*Task input*
§ §
impl MoveHistory {
    pub fn new(state: GameState) -> Self {
        Self::from_tree(PositionTree::new(state))
    }

    pub fn from_tree(tree: PositionTree) -> Self {
        let current = tree.root();
        Self {
            tree,
            current,
            listeners: Listeners::new(),
            classifier: None,
            classification: None,
            classify_enabled: true,
        }
    }

    pub fn tree(&self) -> &PositionTree {
        &self.tree
    }

    pub fn current(&self) -> NodeId {
        self.current
    }

    pub fn current_node(&self) -> &Node {
        &self.tree[self.current]
    }

    pub fn current_state(&self) -> &GameState {
        self.current_node().state()
    }

    pub fn initial_state(&self) -> &GameState {
        self.tree[self.tree.root()].state()
    }

    pub fn last_move(&self) -> Option<Move> {
        self.current_node().last_move()
    }

    pub fn add_listener(&self, listener: Arc<dyn HistoryListener>) {
        self.listeners.add(listener);
    }

    pub fn remove_listener(&self, listener: &Arc<dyn HistoryListener>) -> bool {
        self.listeners.remove(listener)
    }

    pub fn fire_history_changed(&self) {
        trace!("history changed, notifying {} listeners", self.listeners.len());
        self.listeners.notify(|l| l.history_changed(self));
    }

    pub fn fire_selection_changed(&self) {
        trace!("selection changed, notifying {} listeners", self.listeners.len());
        self.listeners.notify(|l| l.selection_changed(self));
    }

    /// Records `mv` from the current node. Replaying a move that already
    /// exists only moves the cursor.
    pub fn add_move(&mut self, mv: Move, state: GameState, description: impl Into<String>) -> NodeId {
        let parent = self.current;
        match self.child_for(parent, &mv) {
            Some(existing) => {
                let first = self.tree[parent].main_line_child() == Some(existing);
                self.set_visibility(parent, !first);
                self.current = existing;
                self.fire_selection_changed();
            }
            None => {
                self.show_variations(parent, true);
                let id = self.add_child(parent, mv, state, description.into());
                self.current = id;
                if self.tree[parent].variations().len() == 1 && self.on_main_line(id) {
                    self.classify();
                }
                self.fire_history_changed();
            }
        }
        self.current
    }

    /// Moves the cursor to `id`, opening up every collapsed line on the way
    /// so the node is visible.
    pub fn set_current(&mut self, id: NodeId) -> Result<(), TreeError> {
        self.tree.node(id)?;
        self.current = id;
        let mut node = id;
        while let Some(parent) = self.tree[node].parent() {
            if self.tree[parent].main_line_child() != Some(node) {
                self.show_variations(parent, true);
            } else if !self.tree[parent].show_line() {
                self.show_line(parent, true);
            }
            node = parent;
        }
        self.fire_selection_changed();
        Ok(())
    }

    /// Installs a different tree with the cursor on `current`.
    pub fn replace_tree(&mut self, tree: PositionTree, current: NodeId) -> Result<(), TreeError> {
        tree.node(current)?;
        self.install(tree, current);
        Ok(())
    }

    /// Installs `tree` with the cursor on its root.
    pub fn start_over(&mut self, tree: PositionTree) {
        let root = tree.root();
        self.install(tree, root);
    }

    fn install(&mut self, tree: PositionTree, current: NodeId) {
        self.tree = tree;
        self.current = current;
        self.classify();
        self.fire_history_changed();
    }

    pub fn undo(&mut self) {
        if let Some(parent) = self.current_node().parent() {
            self.move_cursor(parent);
        }
    }

    pub fn redo(&mut self) {
        if let Some(next) = self.current_node().main_line_child() {
            self.move_cursor(next);
        }
    }

    pub fn reset(&mut self) {
        self.move_cursor(self.tree.root());
    }

    pub fn end_of_main_line(&self) -> NodeId {
        self.tree.end_of_main_line()
    }

    pub fn to_end_of_main_line(&mut self) {
        let end = self.end_of_main_line();
        if end != self.current {
            self.move_cursor(end);
        }
    }

    fn move_cursor(&mut self, id: NodeId) {
        if let Err(err) = self.set_current(id) {
            debug!("cursor move to {id} failed: {err}");
        }
    }

    /// Deletes the current node and moves to its parent; at the root,
    /// deletes every continuation instead.
    pub fn delete_current(&mut self) {
        match self.current_node().parent() {
            None => {
                debug!("clearing every line from the start position");
                self.clear_children(self.current);
            }
            Some(parent) => {
                debug!("deleting {} and its continuations", self.current_node());
                if let Err(err) = self.tree.delete_variation(parent, self.current) {
                    debug!("delete failed: {err}");
                }
                self.current = parent;
            }
        }
        if self.on_main_line(self.current) {
            self.classify();
        }
        self.fire_history_changed();
    }

    pub fn promote_variation(&mut self) {
        self.reorder_variation(true);
    }

    pub fn demote_variation(&mut self) {
        self.reorder_variation(false);
    }

    /// Moves the nearest branching line containing the cursor one place
    /// earlier or later among its siblings.
    fn reorder_variation(&mut self, promote: bool) {
        let mut child = self.current;
        let parent = loop {
            match self.tree[child].parent() {
                None => return,
                Some(parent) if self.tree[parent].variations().len() >= 2 => break parent,
                Some(parent) => child = parent,
            }
        };
        let result = if promote {
            self.tree.promote_variation(parent, child)
        } else {
            self.tree.demote_variation(parent, child)
        };
        debug!(
            "{} {} under {}",
            if promote { "promoted" } else { "demoted" },
            self.tree[child],
            self.tree[parent]
        );
        if let Err(err) = result {
            debug!("reorder failed: {err}");
        }
        self.classify();
        self.fire_history_changed();
    }

    pub fn clear_variations(&mut self) {
        if self.clear_children(self.current) > 0 {
            self.fire_history_changed();
        }
    }

    fn clear_children(&mut self, id: NodeId) -> usize {
        self.tree.clear_variations(id).unwrap_or_default()
    }

    pub fn toggle_variation_visibility(&mut self) {
        let node = self.current_node();
        if node.variations().len() > 1 {
            let show = !node.show_variations();
            self.show_variations(self.current, show);
            self.fire_selection_changed();
        }
    }

    pub fn toggle_line_visibility(&mut self) {
        let show = !self.current_node().show_line();
        self.show_line(self.current, show);
        self.fire_selection_changed();
    }

    pub fn comment(&self) -> Option<&str> {
        self.current_node().comment()
    }

    pub fn set_comment(&mut self, comment: &str) {
        self.edit(|tree, id| tree.set_comment(id, comment));
    }

    pub fn append_comment(&mut self, text: &str) {
        self.edit(|tree, id| tree.append_comment(id, text));
    }

    /// Puts `text` in front of the existing comment. A comment starting a
    /// sentence gets `text` as its own sentence; one continuing a sentence is
    /// joined with "and".
    pub fn prepend_comment(&mut self, text: &str) {
        let text = text.trim();
        let current = self.comment().map(str::trim).unwrap_or_default();
        if current.is_empty() {
            self.set_comment(text);
            return;
        }
        if current.contains(text) {
            return;
        }
        let starts_sentence = current
            .chars()
            .next()
            .is_some_and(|ch| ch.is_uppercase() || ch.is_ascii_digit());
        let merged = if starts_sentence {
            let separator = if text.ends_with('.') { " " } else { ". " };
            format!("{text}{separator}{current}")
        } else {
            match text.strip_suffix('.') {
                Some(stripped) => format!("{} and {current}.", stripped.trim()),
                None => format!("{text} and {current}"),
            }
        };
        self.set_comment(&merged);
    }

    pub fn delete_word(&mut self) {
        let id = self.current;
        if self.tree.delete_word(id).unwrap_or(false) {
            self.fire_history_changed();
        }
    }

    pub fn add_nag(&mut self, nag: Nag) {
        self.edit(|tree, id| tree.add_nag(id, nag).map(|_| ()));
    }

    pub fn toggle_nag(&mut self, nag: Nag) {
        self.edit(|tree, id| {
            if !tree.remove_nag(id, nag)? {
                tree.add_nag(id, nag)?;
            }
            Ok(())
        });
    }

    /// Removes every glyph in `remove` other than `add`, then adds `add`.
    /// Listeners hear about it only when something changed.
    pub fn replace_nags(&mut self, remove: &[Nag], add: Option<Nag>) {
        let id = self.current;
        let mut changed = false;
        for nag in remove.iter().filter(|nag| Some(**nag) != add) {
            changed |= self.tree.remove_nag(id, *nag).unwrap_or(false);
        }
        if let Some(nag) = add {
            changed |= self.tree.add_nag(id, nag).unwrap_or(false);
        }
        if changed {
            self.fire_history_changed();
        }
    }

    /// Steps `id`'s move-quality glyph through `!! ! !? ?! ? ??`.
    pub fn next_move_quality_nag(&mut self, id: NodeId, forward: bool) -> Result<(), TreeError> {
        let current = Nag::choose_move_quality(self.tree.node(id)?.nags());
        self.swap_nag(id, current, Nag::next_move_quality(current, forward))
    }

    /// Steps `id`'s evaluation glyph through `+- +/- +/= = =/+ -/+ -+`.
    pub fn next_position_evaluation_nag(&mut self, id: NodeId, forward: bool) -> Result<(), TreeError> {
        let current = Nag::choose_position_evaluation(self.tree.node(id)?.nags());
        self.swap_nag(id, current, Nag::next_position_evaluation(current, forward))
    }

    fn swap_nag(&mut self, id: NodeId, old: Option<Nag>, new: Option<Nag>) -> Result<(), TreeError> {
        if let Some(old) = old {
            self.tree.remove_nag(id, old)?;
        }
        if let Some(new) = new {
            self.tree.add_nag(id, new)?;
        }
        self.fire_history_changed();
        Ok(())
    }

    fn edit(&mut self, f: impl FnOnce(&mut PositionTree, NodeId) -> Result<(), TreeError>) {
        let id = self.current;
        match f(&mut self.tree, id) {
            Ok(()) => self.fire_history_changed(),
            Err(err) => debug!("edit of {id} failed: {err}"),
        }
    }

    /// True when the current snapshot occurs three or more times on the line
    /// leading to it, move counters ignored.
    pub fn is_threefold_repetition(&self) -> bool {
        let current = self.current_state();
        let count = self
            .current_line()
            .into_iter()
            .filter(|id| self.tree[*id].state().same_position(current))
            .count();
        count > 2
    }

    /// Root to current, both included.
    pub fn current_line(&self) -> Vec<NodeId> {
        self.tree.line_to(self.current).unwrap_or_default()
    }

    pub fn main_line(&self) -> Vec<Move> {
        self.tree
            .main_line()
            .into_iter()
            .filter_map(|id| self.tree[id].last_move())
            .collect()
    }

    pub fn iterate_main_line(&self, mut f: impl FnMut(&Node)) {
        for id in self.tree.main_line() {
            f(&self.tree[id]);
        }
    }

    /// Finds a node holding exactly `state`, searching only the depth its
    /// move counters imply.
    pub fn find_state(&self, state: &GameState) -> Option<NodeId> {
        let depth = self.initial_state().half_move_difference_to(state);
        let depth = usize::try_from(depth).ok()?;
        self.tree
            .descendants_at(self.tree.root(), depth)
            .ok()?
            .into_iter()
            .find(|id| self.tree[*id].state() == state)
    }

    pub fn set_classifier(&mut self, classifier: Box<dyn OpeningClassifier>) {
        self.classifier = Some(classifier);
        self.classify();
    }

    pub fn classification(&self) -> Option<&str> {
        self.classification.as_deref()
    }

    pub fn suspend_classification(&mut self) {
        self.classify_enabled = false;
    }

    pub fn resume_classification(&mut self) {
        self.classify_enabled = true;
        self.classify();
    }

    fn classify(&mut self) {
        if !self.classify_enabled {
            return;
        }
        let Some(classifier) = &self.classifier else {
            return;
        };
        let mut name = None;
        for id in self.tree.main_line() {
            if let Some(found) = classifier.classify(self.tree[id].state()) {
                name = Some(found);
            }
        }
        self.classification = name;
    }

    fn child_for(&self, parent: NodeId, mv: &Move) -> Option<NodeId> {
        self.tree.variation(parent, mv).ok().flatten()
    }

    fn add_child(&mut self, parent: NodeId, mv: Move, state: GameState, description: String) -> NodeId {
        match self.tree.add_variation(parent, mv, state, description) {
            Ok(id) => id,
            Err(err) => panic!("cursor {parent} is not in its own tree: {err}"),
        }
    }

    fn on_main_line(&self, id: NodeId) -> bool {
        self.tree.is_main_line(id).unwrap_or(false)
    }

    /// Replaying a sideline opens the parent's variations; replaying the main
    /// line re-shows the parent's line.
    fn set_visibility(&mut self, parent: NodeId, sideline: bool) {
        if sideline {
            self.show_variations(parent, true);
        } else {
            self.show_line(parent, true);
        }
    }

    fn show_variations(&mut self, id: NodeId, show: bool) {
        if let Err(err) = self.tree.set_show_variations(id, show) {
            debug!("cannot change variations of {id}: {err}");
        }
    }

    fn show_line(&mut self, id: NodeId, show: bool) {
        if let Err(err) = self.tree.set_show_line(id, show) {
            debug!("cannot change line of {id}: {err}");
        }
    }
}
§ §
*Work instructions*
For each line above that includes "counters", copy the line.

*Answer space*
    /// leading to it, move counters ignored.
    /// move counters imply.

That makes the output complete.